Narran Marie Curie y Wilms Montt
Por David Hevia
En cuanto técnica, la condensación sirvió a Marie Curie para concluir, el 20 de julio de 1898, que la presencia de sustancias trescientas veces más activas que el uranio solo podía significar el hallazgo de un nuevo elemento. Así, desde el miserable laboratorio de París, lejos de su tierra natal, ella y Pierre Curie escribieron: “Si la existencia de este nuevo metal se confirma, proponemos llamarlo polonio, por el nombre del país de origen de uno de nosotros” (Pierre Curie y Marie Curie. Comptes rendues, 127, 1898). El mismo procedimiento, sin embargo, permitió a la científica identificar, a comienzos de diciembre, un elemento que multiplicaba por novecientos la marca del uranio, de modo que el radio, que elevaba a la gloria a su descubridora, reducía casi al olvido aquella sustancia con que quiso honrar a su patria. La condensación, a decir verdad, era también la gran virtud narrativa de la joven investigadora, cuya pluma había crecido leyendo a Jean de La Fontaine, Heinrich Heine y Fiódor Dostoievski, fijando más tarde en los parajes las sensaciones que llevaba a la página. En julio de 1896, luego de examinarse como la primera de la clase para enseñar en una escuela secundaria de muchachas, su recompensa fue viajar a Auvernia pedaleando con Pierre. De esos tiempos, uno de los recuerdos más vívidos que retrató fue el de un instante en que, “rezagados al atardecer en las gargantas del Truyère, nos atrajo un sonido musical que se apagaba en la distancia: una canción que procedía de un barco que se deslizaba corriente abajo”. Acto seguido, el relato monta capas sucesivas, cada una blandiendo una imagen más sintética que la anterior, hasta el punto en que, al rematar, la idea de paz parece un estallido: “Como habíamos planeado mal nuestras etapas, no pudimos regresar al alojamiento antes del amanecer. Nos encontramos con algunos carros cuyos caballos se asustaron a la vista de nuestras bicicletas, lo que nos obligó a cruzar los campos de labranza. Luego tomamos la carretera, a través de la alta meseta, bañados en la luz irreal de la luna, mientras las vacas de los prados que atravesábamos se acercaban a contemplarnos seriamente, con sus grandes ojos tranquilos” (Ève Curie. Madame Curie, 1938).

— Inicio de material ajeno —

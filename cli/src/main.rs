//! onepage CLI - fit a Markdown resume onto one page

use std::env;
use std::path::{Path, PathBuf};

use clap::error::ErrorKind;
use clap::{CommandFactory, Parser};
use colored::Colorize;

use onepage::{Error, FitConfig, FitOutcome, OnePage};

const EXIT_OK: i32 = 0;
const EXIT_FAILURE: i32 = 1;
const EXIT_USAGE: i32 = 2;
const EXIT_EXHAUSTED: i32 = 3;

#[derive(Parser, Debug)]
#[command(name = "onepage")]
#[command(author = "iyulab")]
#[command(version)]
#[command(about = "Fit a Markdown resume onto one page as DOCX and PDF", long_about = None)]
struct Cli {
    /// Markdown resume
    #[arg(value_name = "SOURCE")]
    source: PathBuf,

    /// Output DOCX file
    #[arg(value_name = "DOCX")]
    docx: PathBuf,

    /// Output PDF file
    #[arg(value_name = "PDF")]
    pdf: PathBuf,

    /// JSON file with formatting profiles and reduction rules
    #[arg(long, value_name = "FILE", env = "ONEPAGE_CONFIG")]
    config: Option<PathBuf>,

    /// LibreOffice binary to convert with
    #[arg(long, value_name = "PATH", env = "ONEPAGE_SOFFICE")]
    soffice: Option<PathBuf>,
}

fn main() {
    env_logger::init();

    let cli = match Cli::try_parse() {
        Ok(cli) => cli,
        Err(e) => match e.kind() {
            ErrorKind::DisplayHelp | ErrorKind::DisplayVersion => e.exit(),
            _ => {
                println!("{}", Cli::command().render_usage());
                println!("       onepage --help for more information");
                std::process::exit(EXIT_USAGE);
            }
        },
    };

    std::process::exit(run(cli));
}

fn run(cli: Cli) -> i32 {
    let source = absolute(&cli.source);
    let docx = absolute(&cli.docx);
    let pdf = absolute(&cli.pdf);

    if !source.is_file() {
        println!("{}", Error::SourceNotFound(source));
        return EXIT_FAILURE;
    }

    let config = match cli.config.as_deref().map(FitConfig::load).transpose() {
        Ok(config) => config.unwrap_or_default(),
        Err(e) => return report_error(&e),
    };

    let mut builder = OnePage::new().with_config(config);
    if let Some(soffice) = cli.soffice {
        builder = builder.with_soffice(absolute(&soffice));
    }

    match builder.fit(&source, &docx, &pdf) {
        Ok(outcome) => report_outcome(&outcome, &docx, &pdf),
        Err(e) => report_error(&e),
    }
}

fn report_outcome(outcome: &FitOutcome, docx: &Path, pdf: &Path) -> i32 {
    match outcome {
        FitOutcome::Fitted {
            attempts,
            profile,
            rule: None,
        } => {
            println!(
                "{} 1 page (no trimming, profile {}). Attempts: {}",
                "OK:".green().bold(),
                profile,
                attempts
            );
        }
        FitOutcome::Fitted {
            attempts,
            profile,
            rule: Some(rule),
        } => {
            println!(
                "{} 1 page after trimming rule: {} (profile {}). Attempts: {}",
                "OK:".green().bold(),
                rule,
                profile,
                attempts
            );
        }
        FitOutcome::Exhausted { attempts, pages } => {
            println!(
                "{}",
                "Could not reach 1 page with current rules.".yellow().bold()
            );
            println!(
                "Last output ({} page(s) after {} attempts) was generated anyway:",
                pages, attempts
            );
            println!("  {} {}", "├─".dimmed(), docx.display());
            println!("  {} {}", "└─".dimmed(), pdf.display());
            println!("Consider trimming one more bullet under IT Support Roles.");
            return EXIT_EXHAUSTED;
        }
    }

    println!("  {} {}", "├─".dimmed(), docx.display());
    println!("  {} {}", "└─".dimmed(), pdf.display());
    EXIT_OK
}

fn report_error(e: &Error) -> i32 {
    eprintln!("{}: {}", "Error".red().bold(), e);
    EXIT_FAILURE
}

/// Resolve `path` against the working directory.
fn absolute(path: &Path) -> PathBuf {
    if path.is_absolute() {
        return path.to_path_buf();
    }
    match env::current_dir() {
        Ok(cwd) => cwd.join(path),
        Err(_) => path.to_path_buf(),
    }
}
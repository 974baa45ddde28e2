use crate::stopwatch::Tone;
use ratatui::style::{Color, Modifier, Style};
use ratatui::widgets::BorderType;

pub struct Theme;

impl Theme {
    pub const GO: Color = Color::Rgb(83, 215, 105);
    pub const HALT: Color = Color::Rgb(252, 61, 57);
    pub const TEXT_MUTED: Color = Color::DarkGray;

    pub fn border() -> Style {
        Style::default().fg(Color::DarkGray)
    }

    pub fn border_type() -> BorderType {
        BorderType::Rounded
    }

    pub fn title() -> Style {
        Style::default().fg(Color::White).add_modifier(Modifier::BOLD)
    }

    pub fn readout() -> Style {
        Style::default().fg(Color::White).add_modifier(Modifier::BOLD)
    }

    pub fn button(tone: Tone, enabled: bool) -> Style {
        if !enabled {
            return Style::default().fg(Self::TEXT_MUTED);
        }
        let fg = match tone {
            Tone::Go => Self::GO,
            Tone::Halt => Self::HALT,
            Tone::Neutral => Color::White,
        };
        Style::default().fg(fg).add_modifier(Modifier::BOLD)
    }

    pub fn lap_normal() -> Style {
        Style::default().fg(Color::White)
    }

    pub fn lap_current() -> Style {
        Style::default().fg(Color::Gray).add_modifier(Modifier::ITALIC)
    }

    pub fn lap_fastest() -> Style {
        Style::default().fg(Self::GO)
    }

    pub fn lap_slowest() -> Style {
        Style::default().fg(Self::HALT)
    }

    pub fn status_bar() -> Style {
        Style::default().fg(Color::White).bg(Color::DarkGray)
    }

    pub fn state_badge(tone: Tone) -> Style {
        let bg = match tone {
            Tone::Go => Self::GO,
            Tone::Halt => Self::HALT,
            Tone::Neutral => Color::Gray,
        };
        Style::default()
            .fg(Color::Black)
            .bg(bg)
            .add_modifier(Modifier::BOLD)
    }
}
use crossterm::event::Event as CrosstermEvent;

#[derive(Debug)]
pub enum AppEvent {
    /// Terminal input event
    Terminal(CrosstermEvent),

    /// One period of the running ticker
    Tick,
}
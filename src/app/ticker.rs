//! Periodic tick source. The task only exists while the stopwatch runs.

use crate::app::event::AppEvent;
use std::time::Duration;
use tokio::sync::mpsc;
use tokio::task::JoinHandle;
use tokio::time::{interval_at, Instant};
use tracing::debug;

pub struct Ticker {
    tx: mpsc::UnboundedSender<AppEvent>,
    handle: Option<JoinHandle<()>>,
}

impl Ticker {
    pub fn new(tx: mpsc::UnboundedSender<AppEvent>) -> Self {
        Self { tx, handle: None }
    }

    pub fn is_running(&self) -> bool {
        self.handle.is_some()
    }

    /// Spawn the tick task. The first tick fires one full period from now.
    /// Any previous task is replaced.
    pub fn start(&mut self, period: Duration) {
        self.stop();
        debug!(period_ms = period.as_millis() as u64, "ticker started");
        let tx = self.tx.clone();
        self.handle = Some(tokio::spawn(async move {
            let mut interval = interval_at(Instant::now() + period, period);
            loop {
                interval.tick().await;
                if tx.send(AppEvent::Tick).is_err() {
                    break;
                }
            }
        }));
    }

    pub fn stop(&mut self) {
        if let Some(handle) = self.handle.take() {
            handle.abort();
            debug!("ticker stopped");
        }
    }
}

impl Drop for Ticker {
    fn drop(&mut self) {
        self.stop();
    }
}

Una impronta análoga asoma bajo el puño de Teresa Wilms Montt en Cuentos para los hombres que son todavía niños, y que publica en Buenos Aires, en 1919, bajo el seudónimo de Teresa de la. El breve volumen —el último que saliera de imprenta en vida de la autora— se vale de la secuencia narrativa para conducir al lector a una cosmovisión que instala el revés de la trama exactamente en la medida en que el relato deviene condensación de la imagen, es decir, poesía. De esa manera, por ejemplo, en la primera de las ocho fábulas, Mahmú, donde la narradora protagonista conversa con la muñeca cuyo nombre da título a la historia, la humana describe así la atmósfera del acontecer: “Nieva; el cisne, caballero del invierno, deja las heladas plumas de su pecho en mi balcón”. En efecto, la mujer de la ficción no puede desentenderse de la poeta que allí escribe, y hasta tal límite ella no es ficción en esa historia, que la muñeca la interpela explicitando el nombre de la autora. “—Oye, Teresita —me interrumpe Mahmú—, las otras muñecas ¿pueden hablar como yo?”, pregunta la pequeña efigie “soñada bajo la influencia del hachís”. Lo que sigue es ese in crescendo de la síntesis que solo puede resolverse en la explosión de la imagen. “—Sí, Mahmú, las que han sido compradas para niños”, contesta la interlocutora. “—¿Cómo son los niños?”, insiste la figurilla. “Ah! Tú no puedes imaginarlo, Mahmú. Ellos son poetas vírgenes”, responde la dueña de esa fantasía. En tanto, en Caperucita Roja, otro cuento del mismo libro, la escritora mezcla desde el inicio las versiones que del clásico hicieran Charles Perrault y Jacob y Wilhelm Grimm, y tal ejercicio de condensación escala un peldaño cuando la autora, relatando que la adolescente posa los labios en las ondas del río para agradecer el placer que le brindaba, califica de “musical el chasquido de aquel beso” y habla de “humana fiera” para definir al lobo, porque —termina— “Caperucita amaba”. Curie se vale del paraje para la narración como de esta Wilms Montt a la hora de poetizar.